How to tackle those tasks? What are the challenges? What are the solutions? What is state-of-the-art? Can we improve it further or reduce existing limitations?
In this Praktikum Vision and Language, we work in groups (1-3 participants), on a vision+language project, explore the current state-of-the-art and devise new ways to use the models as tools, propose improvements over the current approach, or uncover and maybe reduce existing limitations.
Each group is expected to prepare a written review report (10 pages) covering their project and research background and a corresponding oral presentation (around 20-25 minutes, each member has to speak a part).
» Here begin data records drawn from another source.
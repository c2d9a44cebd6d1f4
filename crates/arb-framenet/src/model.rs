//! Normalized FrameNet value types.
//!
//! Every corpus backend converts its native records into these shapes once, at
//! the adapter boundary. Downstream code (the inheritance walker, candidate
//! search, role scoring) only ever sees `Frame` / `FrameElement` /
//! `FrameRelation` / `LexicalUnit`.

use serde::{Deserialize, Serialize};
use std::fmt;
use std::str::FromStr;

/// FrameNet frame identifier.
pub type FrameId = u32;
/// FrameNet frame element identifier.
pub type ElementId = u32;
/// FrameNet lexical unit identifier.
pub type LexicalUnitId = u32;

/// Relation type name of frame-to-super-frame inheritance edges.
pub const INHERITANCE: &str = "Inheritance";

// ============================================================================
// Core types
// ============================================================================

/// How mandatory a frame element is.
#[derive(Debug, Clone, Copy, PartialEq, Eq, Hash, PartialOrd, Ord, Serialize, Deserialize)]
#[serde(try_from = "String", into = "String")]
pub enum CoreType {
    Core,
    CoreUnexpressed,
    Peripheral,
    ExtraThematic,
}

impl CoreType {
    /// `core` and `core-unexpressed` roles must be bound when a frame is applied.
    pub fn is_required(self) -> bool {
        matches!(self, CoreType::Core | CoreType::CoreUnexpressed)
    }

    /// Only plain `core` elements take part in match scoring.
    pub fn is_scored(self) -> bool {
        self == CoreType::Core
    }

    pub fn as_str(self) -> &'static str {
        match self {
            CoreType::Core => "core",
            CoreType::CoreUnexpressed => "core-unexpressed",
            CoreType::Peripheral => "peripheral",
            CoreType::ExtraThematic => "extra-thematic",
        }
    }
}

impl fmt::Display for CoreType {
    fn fmt(&self, f: &mut fmt::Formatter<'_>) -> fmt::Result {
        f.write_str(self.as_str())
    }
}

#[derive(Debug, Clone, PartialEq, Eq, thiserror::Error)]
#[error("unknown core type `{0}`")]
pub struct UnknownCoreType(pub String);

impl FromStr for CoreType {
    type Err = UnknownCoreType;

    /// Accepts the FrameNet spellings (`Core`, `Core-Unexpressed`,
    /// `Extra-Thematic`, ...) case-insensitively, with `_` or `-`.
    fn from_str(s: &str) -> Result<Self, Self::Err> {
        let normalized = s.trim().to_ascii_lowercase().replace('_', "-");
        match normalized.as_str() {
            "core" => Ok(CoreType::Core),
            "core-unexpressed" => Ok(CoreType::CoreUnexpressed),
            "peripheral" => Ok(CoreType::Peripheral),
            "extra-thematic" => Ok(CoreType::ExtraThematic),
            _ => Err(UnknownCoreType(s.to_string())),
        }
    }
}

impl TryFrom<String> for CoreType {
    type Error = UnknownCoreType;

    fn try_from(value: String) -> Result<Self, Self::Error> {
        value.parse()
    }
}

impl From<CoreType> for String {
    fn from(value: CoreType) -> Self {
        value.as_str().to_string()
    }
}

// ============================================================================
// Frames and elements
// ============================================================================

/// A named role inside exactly one frame.
#[derive(Debug, Clone, PartialEq, Serialize, Deserialize)]
pub struct FrameElement {
    pub id: ElementId,
    pub name: String,
    pub core_type: CoreType,
    #[serde(default)]
    pub definition: String,
}

impl FrameElement {
    pub fn new(id: ElementId, name: impl Into<String>, core_type: CoreType) -> Self {
        Self {
            id,
            name: name.into(),
            core_type,
            definition: String::new(),
        }
    }
}

/// Reference to a frame by identifier or by name.
#[derive(Debug, Clone, PartialEq, Eq, Hash, Serialize, Deserialize)]
#[serde(untagged)]
pub enum FrameRef {
    Id(FrameId),
    Name(String),
}

impl FrameRef {
    /// Parses a user-supplied reference: numeric text is an id, anything else a name.
    pub fn parse(raw: &str) -> Self {
        let raw = raw.trim();
        match raw.parse::<FrameId>() {
            Ok(id) => FrameRef::Id(id),
            Err(_) => FrameRef::Name(raw.to_string()),
        }
    }

    /// Id equality, or case-insensitive name equality.
    pub fn matches(&self, frame: &Frame) -> bool {
        match self {
            FrameRef::Id(id) => *id == frame.id,
            FrameRef::Name(name) => name.eq_ignore_ascii_case(&frame.name),
        }
    }
}

impl fmt::Display for FrameRef {
    fn fmt(&self, f: &mut fmt::Formatter<'_>) -> fmt::Result {
        match self {
            FrameRef::Id(id) => write!(f, "{id}"),
            FrameRef::Name(name) => f.write_str(name),
        }
    }
}

impl From<FrameId> for FrameRef {
    fn from(value: FrameId) -> Self {
        FrameRef::Id(value)
    }
}

impl From<&str> for FrameRef {
    fn from(value: &str) -> Self {
        FrameRef::Name(value.to_string())
    }
}

/// A typed edge from a frame to another frame.
///
/// Both fields are optional on purpose: corpus data is kept verbatim and an
/// entry missing either part is skipped (with a warning) by the walker rather
/// than rejected at load time.
#[derive(Debug, Clone, PartialEq, Default, Serialize, Deserialize)]
pub struct FrameRelation {
    #[serde(rename = "type", default, skip_serializing_if = "Option::is_none")]
    pub kind: Option<String>,
    #[serde(default, skip_serializing_if = "Option::is_none")]
    pub super_frame: Option<FrameRef>,
}

impl FrameRelation {
    pub fn new(kind: impl Into<String>, super_frame: impl Into<FrameRef>) -> Self {
        Self {
            kind: Some(kind.into()),
            super_frame: Some(super_frame.into()),
        }
    }

    pub fn inheritance(super_frame: impl Into<FrameRef>) -> Self {
        Self::new(INHERITANCE, super_frame)
    }

    pub fn is_kind(&self, kind: &str) -> bool {
        self.kind
            .as_deref()
            .is_some_and(|k| k.eq_ignore_ascii_case(kind))
    }
}

/// A semantic template with named roles.
#[derive(Debug, Clone, PartialEq, Serialize, Deserialize)]
pub struct Frame {
    pub id: FrameId,
    pub name: String,
    #[serde(default)]
    pub definition: String,
    /// Elements in declaration order.
    #[serde(default)]
    pub elements: Vec<FrameElement>,
    #[serde(default)]
    pub relations: Vec<FrameRelation>,
}

impl Frame {
    pub fn new(id: FrameId, name: impl Into<String>) -> Self {
        Self {
            id,
            name: name.into(),
            definition: String::new(),
            elements: Vec::new(),
            relations: Vec::new(),
        }
    }

    pub fn with_definition(mut self, definition: impl Into<String>) -> Self {
        self.definition = definition.into();
        self
    }

    pub fn with_element(mut self, element: FrameElement) -> Self {
        self.elements.push(element);
        self
    }

    pub fn with_relation(mut self, relation: FrameRelation) -> Self {
        self.relations.push(relation);
        self
    }

    /// Element lookup by name (case-insensitive).
    pub fn element(&self, name: &str) -> Option<&FrameElement> {
        self.elements
            .iter()
            .find(|e| e.name.eq_ignore_ascii_case(name))
    }

    pub fn element_by_id(&self, id: ElementId) -> Option<&FrameElement> {
        self.elements.iter().find(|e| e.id == id)
    }

    /// Plain `core` elements, in declaration order.
    pub fn core_elements(&self) -> impl Iterator<Item = &FrameElement> {
        self.elements.iter().filter(|e| e.core_type.is_scored())
    }

    /// `core` and `core-unexpressed` elements, in declaration order.
    pub fn required_elements(&self) -> impl Iterator<Item = &FrameElement> {
        self.elements.iter().filter(|e| e.core_type.is_required())
    }

    pub fn summary(&self) -> FrameSummary {
        FrameSummary {
            id: self.id,
            name: self.name.clone(),
            definition: self.definition.clone(),
        }
    }
}

/// The externally visible face of a frame: `{id, name, definition}`.
#[derive(Debug, Clone, PartialEq, Eq, Serialize, Deserialize)]
pub struct FrameSummary {
    pub id: FrameId,
    pub name: String,
    #[serde(default)]
    pub definition: String,
}

// ============================================================================
// Lexical units
// ============================================================================

/// Binding of a word sense (`lemma.pos`) to the frame it evokes.
#[derive(Debug, Clone, PartialEq, Eq, Serialize, Deserialize)]
pub struct LexicalUnit {
    pub id: LexicalUnitId,
    /// `lemma.pos`, e.g. `give.v`.
    pub name: String,
    #[serde(default, skip_serializing_if = "Option::is_none")]
    pub pos: Option<String>,
    pub frame: FrameRef,
}

impl LexicalUnit {
    pub fn lemma(&self) -> &str {
        match self.name.rsplit_once('.') {
            Some((lemma, _)) => lemma,
            None => &self.name,
        }
    }

    /// Explicit part of speech, else the suffix after the last `.` of the name.
    pub fn part_of_speech(&self) -> Option<&str> {
        self.pos
            .as_deref()
            .or_else(|| self.name.rsplit_once('.').map(|(_, pos)| pos))
    }
}

#[cfg(test)]
mod tests {
    use super::*;

    #[test]
    fn core_type_accepts_framenet_spellings() {
        assert_eq!("Core".parse::<CoreType>().unwrap(), CoreType::Core);
        assert_eq!(
            "Core-Unexpressed".parse::<CoreType>().unwrap(),
            CoreType::CoreUnexpressed
        );
        assert_eq!(
            "extra_thematic".parse::<CoreType>().unwrap(),
            CoreType::ExtraThematic
        );
        assert!("optional".parse::<CoreType>().is_err());
    }

    #[test]
    fn core_type_requirement_and_scoring_differ_for_unexpressed() {
        assert!(CoreType::CoreUnexpressed.is_required());
        assert!(!CoreType::CoreUnexpressed.is_scored());
        assert!(CoreType::Core.is_required() && CoreType::Core.is_scored());
        assert!(!CoreType::Peripheral.is_required());
    }

    #[test]
    fn frame_ref_deserializes_from_id_or_name() {
        let by_id: FrameRef = serde_json::from_str("139").unwrap();
        let by_name: FrameRef = serde_json::from_str("\"Giving\"").unwrap();
        assert_eq!(by_id, FrameRef::Id(139));
        assert_eq!(by_name, FrameRef::Name("Giving".to_string()));
        assert_eq!(FrameRef::parse(" 139 "), FrameRef::Id(139));
    }

    #[test]
    fn relation_keeps_malformed_entries() {
        let rel: FrameRelation = serde_json::from_str(r#"{"super_frame": "Getting"}"#).unwrap();
        assert!(rel.kind.is_none());
        assert!(!rel.is_kind(INHERITANCE));
    }

    #[test]
    fn lexical_unit_splits_lemma_and_pos() {
        let lu = LexicalUnit {
            id: 1,
            name: "hand over.v".to_string(),
            pos: None,
            frame: FrameRef::Id(139),
        };
        assert_eq!(lu.lemma(), "hand over");
        assert_eq!(lu.part_of_speech(), Some("v"));
    }
}
//! The frame repository contract.

use crate::model::{Entity, EntityId, Environment, EnvironmentId, PersistedFrame};

#[derive(Debug, thiserror::Error)]
pub enum RepositoryError {
    #[error("environment {0} not found")]
    EnvironmentNotFound(EnvironmentId),

    #[error("entity {entity} not found in environment {environment}")]
    EntityNotFound {
        environment: EnvironmentId,
        entity: EntityId,
    },

    #[error("IO error: {0}")]
    Io(#[from] std::io::Error),

    #[error("snapshot error: {0}")]
    Snapshot(#[from] serde_json::Error),
}

/// Read access to persisted records, scoped by environment.
pub trait FrameRepository {
    fn frames_in_scope(
        &self,
        environment: EnvironmentId,
    ) -> Result<Vec<PersistedFrame>, RepositoryError>;

    /// Fails with [`RepositoryError::EntityNotFound`] on the first id that is
    /// not part of the environment.
    fn entities_in_scope(
        &self,
        environment: EnvironmentId,
        ids: &[EntityId],
    ) -> Result<Vec<Entity>, RepositoryError>;
}

/// A repository that can run all-or-nothing updates against one environment.
pub trait TransactionalRepository: FrameRepository {
    /// Runs `f` against a working copy of the environment. The copy replaces
    /// the stored environment only when `f` returns `Ok`; on `Err` nothing is
    /// written.
    fn transaction<T, E, F>(&self, environment: EnvironmentId, f: F) -> Result<T, E>
    where
        F: FnOnce(&mut ScopeTransaction<'_>) -> Result<T, E>,
        E: From<RepositoryError>;
}

/// Mutable view of one environment inside a transaction.
pub struct ScopeTransaction<'a> {
    environment: &'a mut Environment,
}

impl<'a> ScopeTransaction<'a> {
    pub fn new(environment: &'a mut Environment) -> Self {
        Self { environment }
    }

    pub fn environment(&self) -> &Environment {
        self.environment
    }

    pub fn entity(&self, id: EntityId) -> Result<&Entity, RepositoryError> {
        let environment = self.environment.id;
        self.environment
            .entity(id)
            .ok_or(RepositoryError::EntityNotFound {
                environment,
                entity: id,
            })
    }

    pub fn entity_mut(&mut self, id: EntityId) -> Result<&mut Entity, RepositoryError> {
        let environment = self.environment.id;
        self.environment
            .entity_mut(id)
            .ok_or(RepositoryError::EntityNotFound {
                environment,
                entity: id,
            })
    }

    pub fn frames(&self) -> &[PersistedFrame] {
        &self.environment.frames
    }

    /// True when `entity_id` already has a materialized record named `frame_name`.
    pub fn has_frame(&self, entity_id: EntityId, frame_name: &str) -> bool {
        self.environment
            .frames_of(entity_id)
            .any(|record| record.name.eq_ignore_ascii_case(frame_name))
    }

    /// Stores a record; it becomes the entity's primary frame if it is its first.
    pub fn materialize(&mut self, mut record: PersistedFrame) {
        record.is_primary = self.environment.frames_of(record.entity_id).next().is_none();
        self.environment.frames.push(record);
    }
}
Each participant will get hands-on and teamwork skills as well as critical analysis, scientific discourse, and preparation, writing, and presentation on a specific vision+language deep learning task.
Objectives
- Each participant will get hands-on and teamwork skills as well as critical analysis, scientific discourse, and preparation, writing, and presentation on a specific vision+language deep learning task.
Prerequisites
- Basic concepts of mathematical analysis and linear algebra.
- Basic knowledge of machine learning and deep learning is helpful.
- Basic programming skills; most of the Praktikum will be Python and use the PyTorch framework.
The course language is English.
Locations and Dates
- The Praktikum (kickoff meeting and presentations) will take place at our office at John Skilton Str. 8A (we are located at the 3rd floor of the Sensalight office there).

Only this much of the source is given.